| Task objective |
The lines from the start of the records through the one containing "pub const HISTORY_DAYS: usize = 7;" are to be restated word for word; please include both ends.

| Information given |
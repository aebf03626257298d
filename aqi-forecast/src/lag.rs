//! Lag and rolling-average state carried between forecast days.

use crate::config::{ForecastConfig, RollingWindow};
use aqi_core::{AqiError, PmLags, Readings, Result};
use log::warn;

/// Number of daily PM2.5 values a full-history window holds.
pub const HISTORY_DAYS: usize = 7;

/// State that yields the five PM2.5 lag features and absorbs a newly
/// predicted day.
pub trait LagTracker {
    fn lags(&self) -> PmLags;

    /// Shift in the PM2.5 value synthesized for the day just forecast.
    fn push(&mut self, pm: f64);
}

/// Three-slot shift register of the most recent PM2.5 values.
///
/// Slots are `[lag1, lag3, lag7]` as entered by the user; after each push
/// they hold the last three synthesized values, most recent first. Both
/// rolling means are recomputed as the mean of the three slots, so the
/// "7-day" mean is an approximation.
#[derive(Debug, PartialEq, Clone, Copy)]
pub struct LagState {
    slots: [f64; 3],
    roll3: f64,
    roll7: f64,
}

impl LagState {
    pub fn new(initial: PmLags) -> Self {
        LagState {
            slots: [initial.lag1, initial.lag3, initial.lag7],
            roll3: initial.roll3,
            roll7: initial.roll7,
        }
    }

    pub fn slots(&self) -> [f64; 3] {
        self.slots
    }
}

impl LagTracker for LagState {
    fn lags(&self) -> PmLags {
        PmLags {
            lag1: self.slots[0],
            lag3: self.slots[1],
            lag7: self.slots[2],
            roll3: self.roll3,
            roll7: self.roll7,
        }
    }

    fn push(&mut self, pm: f64) {
        self.slots = [pm, self.slots[0], self.slots[1]];
        let mean = self.slots.iter().sum::<f64>() / self.slots.len() as f64;
        self.roll3 = mean;
        self.roll7 = mean;
    }
}

/// True 7-day window of daily PM2.5 values, most recent first.
#[derive(Debug, PartialEq, Clone, Copy)]
pub struct DailyHistory {
    days: [f64; HISTORY_DAYS],
}

impl DailyHistory {
    /// Takes exactly [`HISTORY_DAYS`] values, most recent first.
    pub fn new(values: &[f64]) -> Result<Self> {
        if values.len() != HISTORY_DAYS {
            return Err(AqiError::MissingHistory {
                needed: HISTORY_DAYS,
                found: values.len(),
            });
        }
        let mut days = [0.0; HISTORY_DAYS];
        for (dst, &v) in days.iter_mut().zip(values) {
            if !v.is_finite() || v < 0.0 {
                return Err(AqiError::InvalidReading {
                    field: "pm2_5_history",
                    value: v,
                });
            }
            *dst = v;
        }
        Ok(DailyHistory { days })
    }

    pub fn days(&self) -> &[f64; HISTORY_DAYS] {
        &self.days
    }

    fn mean(values: &[f64]) -> f64 {
        values.iter().sum::<f64>() / values.len() as f64
    }
}

impl LagTracker for DailyHistory {
    fn lags(&self) -> PmLags {
        PmLags {
            lag1: self.days[0],
            lag3: self.days[2],
            lag7: self.days[6],
            roll3: DailyHistory::mean(&self.days[..3]),
            roll7: DailyHistory::mean(&self.days),
        }
    }

    fn push(&mut self, pm: f64) {
        self.days.rotate_right(1);
        self.days[0] = pm;
    }
}

/// Lag state selected by [`ForecastConfig::rolling_window`].
#[derive(Debug, PartialEq, Clone, Copy)]
pub enum LagWindow {
    ShiftRegister(LagState),
    FullHistory(DailyHistory),
}

impl LagWindow {
    /// Build the initial window for one run.
    ///
    /// In full-history mode the daily history replaces the entered lag and
    /// rolling values; in shift-register mode any history is ignored.
    pub fn from_config(readings: &Readings, history: Option<&[f64]>, config: &ForecastConfig) -> Result<Self> {
        match config.rolling_window {
            RollingWindow::ShiftRegister => {
                if history.is_some() {
                    warn!(
                        "[AQI Debug] lag: shift register mode ignores the supplied daily history; \
                         set rolling_window to full_history to use it"
                    );
                }
                Ok(LagWindow::ShiftRegister(LagState::new(readings.lags)))
            }
            RollingWindow::FullHistory => {
                let values = history.ok_or(AqiError::MissingHistory {
                    needed: HISTORY_DAYS,
                    found: 0,
                })?;
                Ok(LagWindow::FullHistory(DailyHistory::new(values)?))
            }
        }
    }
}

impl LagTracker for LagWindow {
    fn lags(&self) -> PmLags {
        match self {
            LagWindow::ShiftRegister(state) => state.lags(),
            LagWindow::FullHistory(history) => history.lags(),
        }
    }

    fn push(&mut self, pm: f64) {
        match self {
            LagWindow::ShiftRegister(state) => state.push(pm),
            LagWindow::FullHistory(history) => history.push(pm),
        }
    }
}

| Exercise answer |
repository aebf03626257298d
filename aqi-forecast/src/lag.rs
//! Lag and rolling-average state carried between forecast days.

use crate::config::{ForecastConfig, RollingWindow};
use aqi_core::{AqiError, PmLags, Readings, Result};
use log::warn;

/// Number of daily PM2.5 values a full-history window holds.
pub const HISTORY_DAYS: usize = 7;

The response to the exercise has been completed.